*DATA EXTRACTS:*
—————

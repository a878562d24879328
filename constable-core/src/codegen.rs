use crate::ast::{Ast, NodeId, NodeKind, Span};

/// Regenerate `source` with every fix recorded in `ast` applied:
/// declaration keywords re-emitted from the (possibly rewritten) tree, and
/// double-quoted string literals rewritten with single-quote delimiters.
/// Everything between the splices is copied through verbatim, so untouched
/// code keeps its exact formatting.
pub fn generate(ast: &Ast, source: &str) -> String {
    let mut splices: Vec<(Span, String)> = Vec::new();
    collect_splices(ast, ast.root(), source, &mut splices);
    splices.sort_by_key(|(span, _)| span.start);

    let mut output = String::with_capacity(source.len());
    let mut cursor = 0;
    for (span, text) in splices {
        if span.start < cursor {
            continue;
        }
        output.push_str(&source[cursor..span.start]);
        output.push_str(&text);
        cursor = span.end;
    }
    output.push_str(&source[cursor..]);
    output
}

fn collect_splices(ast: &Ast, id: NodeId, source: &str, splices: &mut Vec<(Span, String)>) {
    let node = &ast[id];
    match &node.kind {
        // Emitted unconditionally: splicing an unchanged keyword over
        // itself is the identity.
        NodeKind::VariableDeclaration {
            kind, keyword_span, ..
        } => {
            splices.push((*keyword_span, kind.as_str().to_owned()));
        }
        NodeKind::StringLiteral { double_quoted } => {
            if *double_quoted {
                let raw = &source[node.span.start..node.span.end];
                splices.push((node.span, requote(raw)));
            }
        }
        _ => {}
    }
    for child in node.kind.children() {
        collect_splices(ast, child, source, splices);
    }
}

/// Rewrite a double-quoted literal with single-quote delimiters: `\"` in
/// the body drops its backslash, a bare `'` gains one, and every other
/// escape passes through untouched.
fn requote(raw: &str) -> String {
    if raw.len() < 2 || !raw.starts_with('"') || !raw.ends_with('"') {
        return raw.to_owned();
    }
    let body = &raw[1..raw.len() - 1];

    let mut out = String::with_capacity(raw.len());
    out.push('\'');
    let mut chars = body.chars();
    while let Some(ch) = chars.next() {
        match ch {
            '\\' => match chars.next() {
                Some('"') => out.push('"'),
                Some(next) => {
                    out.push('\\');
                    out.push(next);
                }
                None => out.push('\\'),
            },
            '\'' => out.push_str("\\'"),
            other => out.push(other),
        }
    }
    out.push('\'');
    out
}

—————

*BRIEF:*
Exactly as given, set down all of the lines above.

*OUTPUT OF THE TASK:*
repository a878562d24879328
filename constable-core/src/codegen.rs
use crate::ast::{Ast, NodeId, NodeKind, Span};

/// Regenerate `source` with every fix recorded in `ast` applied:
/// declaration keywords re-emitted from the (possibly rewritten) tree, and
/// double-quoted string literals rewritten with single-quote delimiters.
/// Everything between the splices is copied through verbatim, so untouched
/// code keeps its exact formatting.
pub fn generate(ast: &Ast, source: &str) -> String {
    let mut splices: Vec<(Span, String)> = Vec::new();
    collect_splices(ast, ast.root(), source, &mut splices);
    splices.sort_by_key(|(span, _)| span.start);

    let mut output = String::with_capacity(source.len());
    let mut cursor = 0;
    for (span, text) in splices {
        if span.start < cursor {
            continue;
        }
        output.push_str(&source[cursor..span.start]);
        output.push_str(&text);
        cursor = span.end;
    }
    output.push_str(&source[cursor..]);
    output
}

fn collect_splices(ast: &Ast, id: NodeId, source: &str, splices: &mut Vec<(Span, String)>) {
    let node = &ast[id];
    match &node.kind {
        // Emitted unconditionally: splicing an unchanged keyword over
        // itself is the identity.
        NodeKind::VariableDeclaration {
            kind, keyword_span, ..
        } => {
            splices.push((*keyword_span, kind.as_str().to_owned()));
        }
        NodeKind::StringLiteral { double_quoted } => {
            if *double_quoted {
                let raw = &source[node.span.start..node.span.end];
                splices.push((node.span, requote(raw)));
            }
        }
        _ => {}
    }
    for child in node.kind.children() {
        collect_splices(ast, child, source, splices);
    }
}

/// Rewrite a double-quoted literal with single-quote delimiters: `\"` in
/// the body drops its backslash, a bare `'` gains one, and every other
/// escape passes through untouched.
fn requote(raw: &str) -> String {
    if raw.len() < 2 || !raw.starts_with('"') || !raw.ends_with('"') {
        return raw.to_owned();
    }
    let body = &raw[1..raw.len() - 1];

    let mut out = String::with_capacity(raw.len());
    out.push('\'');
    let mut chars = body.chars();
    while let Some(ch) = chars.next() {
        match ch {
            '\\' => match chars.next() {
                Some('"') => out.push('"'),
                Some(next) => {
                    out.push('\\');
                    out.push(next);
                }
                None => out.push('\\'),
            },
            '\'' => out.push_str("\\'"),
            other => out.push(other),
        }
    }
    out.push('\'');
    out
}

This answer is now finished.